Several factors were found to be related to unemployment including higher levels of post-migration stress, anxiety, depression, PTSD, and a higher number of traumatic events. Because this was a cross-sectional study, it is not clear whether these factors, with the exception of pre-migration trauma, influenced the ability to obtain gainful employment, or whether these symptoms were a result of unemployment. It is likely a bidirectional relationship and complex process in which additional factors (e.g., current labor market, discrimination) affect an individual’s ability to obtain employment. Alternatively, high levels of psychiatric symptoms may be a result of unemployment rather than predictors of unemployment [1526].

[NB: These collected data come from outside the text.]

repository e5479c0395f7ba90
fn main() {
    if let Err(e) = built::write_built_file() {
        panic!("Failed to acquire build-time information: {e}");
    }
}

This study had many strengths including a large sample size and the inclusion of an understudied refugee population that also included undocumented refugees and immigrants. Although it was preferable to conduct a random sample of the population based on records from the immigration authority, this would likely have resulted in a biased sample of only registered refugees from Africa, excluding recent immigrants and undocumented refugees. Therefore, although not optimal, our sampling strategy likely provided a reasonably representative estimate of the prevalence and types of trauma, mental health problems, stress, and barriers to integration for this population in Sweden.

Due to the cross-sectional nature of the study, the direction of the relationships between variables is not known. Future research should include a longitudinal and/or prospective study to explore the temporal relationship of these variables. High rates of trauma and psychiatric symptoms were reported despite the presence of an interpreter from their home country. No differences in the prevalence of psychiatric symptoms or predictors of these symptoms were observed regardless of the presence of an interpreter. The interviews were performed based on a structured set of items from standardized questionnaires which have been used in refugee populations. However, even though structured questionnaires were used, the use of interpreters may have resulted in a slightly different interpretation of the questions. To reduced variability, all interpreters were trained by the study team. The same interviewers were used for participants from each country which may have also reduced variability across interviews.

This research also has important policy implications. Culturally appropriate mental health assessment and service provision should be incorporated into Sweden’s integration policy. Assessments should take into account cultural distinctions as well as the way that mental health disorders are experienced and expressed in order to identify problems more accurately. Health professionals should be trained in how culture or pre-migration trauma may impact the expression of mental health symptoms. Service provisions should be both culturally competent and consistently provided by the same mental health professionals over time, so that meaningful relationships and trust can be built between patients and providers.

Although mental health intervention are needed, even more important may be multimodal interventions that not only include treatment for common psychological symptoms and disorders like depression and PTSD but also addressing practical issues such as language acquisition, financial and employment assistance, improving access to health care, and providing information for resources available to immigrants and refugees resettling in host countries. Some pilot studies have been conducted in the U.S. with success to reduce post-migration stress in refugees and immigrants from Africa [40].